The Medicines and Healthcare products Regulatory Agency (MHRA) today announced that the medicine Imigran Recovery (sumatriptan) could be safely sold through pharmacies without a prescription for the acute relief of migraine attacks.

This move represents the first ‘triptan’ that can be given without a prescription in the UK and highlights the Government’s commitment to expand the range of medicines available for self-medication. Being able to purchase this medicine in a pharmacy will enable patients to take control of their own healthcare by accessing treatment straight away without having to spend time visiting their doctor.
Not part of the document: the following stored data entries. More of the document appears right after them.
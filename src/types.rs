//! Newtype identifiers shared across the model and the rewriting pipeline.
//!
//! Every identifier is a plain `u32` wrapper so trees stay cheap to clone
//! and hash. Identifiers are only meaningful relative to the [`Model`] or
//! the compilation that allocated them; they are never persisted.
//!
//! [`Model`]: crate::model::Model

use serde::{Deserialize, Serialize};

/// Identifier assigned to an entity type within a [`crate::model::Model`].
#[derive(Clone, Copy, Debug, Eq, PartialEq, Ord, PartialOrd, Hash, Serialize, Deserialize)]
pub struct EntityId(pub u32);

/// Identifier assigned to a scalar property of an entity.
#[derive(Clone, Copy, Debug, Eq, PartialEq, Ord, PartialOrd, Hash, Serialize, Deserialize)]
pub struct PropertyId(pub u32);

/// Identifier assigned to a navigation (relationship reference).
#[derive(Clone, Copy, Debug, Eq, PartialEq, Ord, PartialOrd, Hash, Serialize, Deserialize)]
pub struct NavigationId(pub u32);

/// Identifier assigned to a foreign-key definition.
#[derive(Clone, Copy, Debug, Eq, PartialEq, Ord, PartialOrd, Hash, Serialize, Deserialize)]
pub struct ForeignKeyId(pub u32);

/// Identifier assigned to a query source clause (base set, join, group,
/// or flattened group) within one compilation.
///
/// Source ids are allocated from a [`SourceIdGen`] owned by the compilation
/// so that cloned query models can be remapped without collisions.
#[derive(Clone, Copy, Debug, Eq, PartialEq, Ord, PartialOrd, Hash, Serialize, Deserialize)]
pub struct SourceId(pub u32);

/// Monotonic allocator for [`SourceId`]s, owned by one compilation.
#[derive(Debug, Default)]
pub struct SourceIdGen {
    next: u32,
}

impl SourceIdGen {
    /// Creates a generator starting at zero.
    pub fn new() -> Self {
        Self::default()
    }

    /// Creates a generator that will not collide with ids below `next`.
    pub fn starting_at(next: u32) -> Self {
        Self { next }
    }

    /// Allocates the next fresh source id.
    pub fn fresh(&mut self) -> SourceId {
        let id = SourceId(self.next);
        self.next += 1;
        id
    }

    /// Advances the generator past `id` so it can never be reissued.
    pub fn reserve(&mut self, id: SourceId) {
        if id.0 >= self.next {
            self.next = id.0 + 1;
        }
    }
}
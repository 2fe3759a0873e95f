//! Canonical scalar value representation shared by expression constants,
//! captured closure values, and extracted parameters.
use serde::{Deserialize, Serialize};

use crate::query::tree::QueryModel;

/// Typed scalar value tagged with explicit type information so payloads
/// remain unambiguous when handed across the host boundary.
#[derive(Clone, Debug, PartialEq, Serialize, Deserialize)]
#[serde(tag = "t", content = "v")]
pub enum Value {
    /// Null literal.
    Null,
    /// Boolean literal.
    Bool(bool),
    /// Signed 64-bit integer literal.
    Int(i64),
    /// 64-bit floating point literal.
    Float(f64),
    /// UTF-8 string literal.
    String(String),
    /// Arbitrary binary payload represented as bytes.
    Bytes(Vec<u8>),
}

impl Value {
    /// Returns true for the null literal.
    pub fn is_null(&self) -> bool {
        matches!(self, Value::Null)
    }
}

impl From<&str> for Value {
    fn from(value: &str) -> Self {
        Value::String(value.to_owned())
    }
}

impl From<String> for Value {
    fn from(value: String) -> Self {
        Value::String(value)
    }
}

impl From<bool> for Value {
    fn from(value: bool) -> Self {
        Value::Bool(value)
    }
}

impl From<i64> for Value {
    fn from(value: i64) -> Self {
        Value::Int(value)
    }
}

impl From<f64> for Value {
    fn from(value: f64) -> Self {
        Value::Float(value)
    }
}

impl From<Vec<u8>> for Value {
    fn from(value: Vec<u8>) -> Self {
        Value::Bytes(value)
    }
}

/// Runtime value captured from the host when the query was built.
///
/// Captured values stay opaque to every rewriting pass; only parameter
/// extraction inspects them, turning scalars and sequences into named
/// parameters and recursively compiling captured queryables.
#[derive(Clone, Debug, PartialEq)]
pub enum CapturedValue {
    /// Single scalar capture.
    Scalar(Value),
    /// Captured sequence (e.g. a list used with `Contains`).
    Sequence(Vec<Value>),
    /// Captured queryable carrying its own query tree.
    Queryable(Box<QueryModel>),
}

/// Named closed-over value attached to an expression node.
#[derive(Clone, Debug, PartialEq)]
pub struct ExternalValue {
    /// Diagnostic label, usually the captured variable's name.
    pub label: String,
    /// The captured payload.
    pub value: CapturedValue,
}

impl ExternalValue {
    /// Wraps a scalar capture.
    pub fn scalar(label: impl Into<String>, value: impl Into<Value>) -> Self {
        Self {
            label: label.into(),
            value: CapturedValue::Scalar(value.into()),
        }
    }

    /// Wraps a sequence capture.
    pub fn sequence(label: impl Into<String>, values: Vec<Value>) -> Self {
        Self {
            label: label.into(),
            value: CapturedValue::Sequence(values),
        }
    }

    /// Wraps a queryable capture.
    pub fn queryable(label: impl Into<String>, query: QueryModel) -> Self {
        Self {
            label: label.into(),
            value: CapturedValue::Queryable(Box::new(query)),
        }
    }
}
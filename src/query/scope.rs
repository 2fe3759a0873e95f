//! Source-to-entity scope tracking.
//!
//! Every pass that resolves member names needs to know which entity type a
//! source clause yields. Source ids are unique within one compilation, so a
//! single flat map covers every scope, including nested subqueries. Sources
//! whose rows are not entity-shaped (projected tuples, groups of scalars)
//! simply have no entry.

use std::collections::HashMap;

use crate::model::Model;
use crate::query::tree::{BodyClause, QueryModel, ResultOperator, SourceOrigin};
use crate::query::expr::Expr;
use crate::types::{EntityId, SourceId};

/// Maps source ids to the entity type their rows carry.
#[derive(Clone, Debug, Default)]
pub struct ScopeMap {
    entities: HashMap<SourceId, EntityId>,
    /// Group sources (bound by group joins) mapped to their element entity.
    groups: HashMap<SourceId, EntityId>,
}

impl ScopeMap {
    /// Builds the map for an entire query tree.
    pub fn collect(query: &QueryModel, model: &Model) -> Self {
        let mut map = Self::default();
        map.collect_query(query, model);
        map
    }

    /// Returns the entity type of an entity-shaped source.
    pub fn entity_of(&self, source: SourceId) -> Option<EntityId> {
        self.entities.get(&source).copied()
    }

    /// Returns the element entity of a group source.
    pub fn group_element(&self, source: SourceId) -> Option<EntityId> {
        self.groups.get(&source).copied()
    }

    /// Registers an entity-shaped source added by a rewriting pass.
    pub fn bind_entity(&mut self, source: SourceId, entity: EntityId) {
        self.entities.insert(source, entity);
    }

    /// Registers a group source added by a rewriting pass.
    pub fn bind_group(&mut self, source: SourceId, element: EntityId) {
        self.groups.insert(source, element);
    }

    fn origin_entity(&mut self, origin: &SourceOrigin, model: &Model) -> Option<EntityId> {
        match origin {
            SourceOrigin::EntitySet(entity) => Some(*entity),
            SourceOrigin::Query(inner) => {
                self.collect_query(inner, model);
                self.projected_entity(inner)
            }
        }
    }

    /// Entity carried by a subquery's rows, when the projection is a bare
    /// source reference (possibly transitively).
    fn projected_entity(&self, query: &QueryModel) -> Option<EntityId> {
        match &query.projection {
            Expr::Source(id) => self.entity_of(*id),
            _ => None,
        }
    }

    fn collect_query(&mut self, query: &QueryModel, model: &Model) {
        if let Some(entity) = self.origin_entity(&query.source.origin, model) {
            self.entities.insert(query.source.id, entity);
        }
        for clause in &query.body {
            match clause {
                BodyClause::Where(expr) => self.collect_expr(expr, model),
                BodyClause::Join(join) => {
                    self.collect_expr(&join.outer_key, model);
                    self.collect_expr(&join.inner_key, model);
                    if let Some(entity) = self.origin_entity(&join.inner, model) {
                        self.entities.insert(join.id, entity);
                    }
                }
                BodyClause::GroupJoin(group) => {
                    self.collect_expr(&group.join.outer_key, model);
                    self.collect_expr(&group.join.inner_key, model);
                    if let Some(entity) = self.origin_entity(&group.join.inner, model) {
                        self.entities.insert(group.join.id, entity);
                        self.groups.insert(group.group_id, entity);
                    }
                }
                BodyClause::Flatten(flatten) => {
                    if let Some(entity) = self.group_element(flatten.group) {
                        self.entities.insert(flatten.id, entity);
                    }
                }
                BodyClause::OrderBy(orderings) => {
                    for ordering in orderings {
                        self.collect_expr(&ordering.expr, model);
                    }
                }
            }
        }
        self.collect_expr(&query.projection, model);
        for op in &query.operators {
            match op {
                ResultOperator::Take(expr)
                | ResultOperator::Skip(expr)
                | ResultOperator::All(expr)
                | ResultOperator::Contains(expr) => self.collect_expr(expr, model),
                ResultOperator::Concat(other)
                | ResultOperator::Union(other)
                | ResultOperator::Intersect(other)
                | ResultOperator::Except(other) => self.collect_query(other, model),
                ResultOperator::GroupBy { key, element } => {
                    self.collect_expr(key, model);
                    self.collect_expr(element, model);
                }
                _ => {}
            }
        }
    }

    fn collect_expr(&mut self, expr: &Expr, model: &Model) {
        match expr {
            Expr::Subquery(query) => self.collect_query(query, model),
            Expr::Property { object, .. }
            | Expr::NamedProperty { object, .. }
            | Expr::Downcast { object, .. } => self.collect_expr(object, model),
            Expr::Unary { operand, .. } | Expr::ArrayLength(operand) => {
                self.collect_expr(operand, model)
            }
            Expr::Binary { left, right, .. }
            | Expr::Coalesce { left, right }
            | Expr::ReferenceEqual { left, right } => {
                self.collect_expr(left, model);
                self.collect_expr(right, model);
            }
            Expr::Conditional {
                test,
                if_true,
                if_false,
            } => {
                self.collect_expr(test, model);
                self.collect_expr(if_true, model);
                self.collect_expr(if_false, model);
            }
            Expr::NullConditional { guard, access } => {
                self.collect_expr(guard, model);
                self.collect_expr(access, model);
            }
            Expr::KeyTuple(items) => {
                for item in items {
                    self.collect_expr(item, model);
                }
            }
            Expr::Materialize { source, .. } => self.collect_expr(source, model),
            Expr::Shared { expr, .. } => self.collect_expr(expr, model),
            Expr::Constant(_)
            | Expr::External(_)
            | Expr::Parameter(_)
            | Expr::Source(_)
            | Expr::CorrelatedCollection { .. }
            | Expr::SharedRef(_) => {}
        }
    }
}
Chief Executive of the MHRA, Professor Kent Woods said, “The ability to buy these medicines in a pharmacy under carefully controlled conditions will enable patients to get treatment straight away and will reduce the burden of migraine. As triptans should be taken as early as possible in a migraine attack, the pharmacy availability of these important medicines will be beneficial to patients who suffer from migraines, especially those who have infrequent attacks and may not always have prescription medicines to hand.”

Chairman of the Commission on Human Medicines (CHM), Professor Gordon Duff said, “The first consideration with any switch to over the counter (OTC) availability must always be patient safety.  Before a medicine can be made more widely available, it is assessed against strict criteria relating to its safety in the circumstances in which it will be used. Sumatriptan has been available in the UK since 1991 on prescription and the safety profile is well established.” 

Notes to Editor

1. The move follows a public consultation exercise which started in August 2005.

2. The MHRA is the government agency responsible for ensuring that medicines and medical devices work, and are acceptably safe. No product is risk-free. Underpinning all our work lie robust and fact-based judgements to ensure that the benefits to patients and the public justify the risks. We keep watch over medicines and devices, and take any necessary action to protect the public promptly if there is a problem.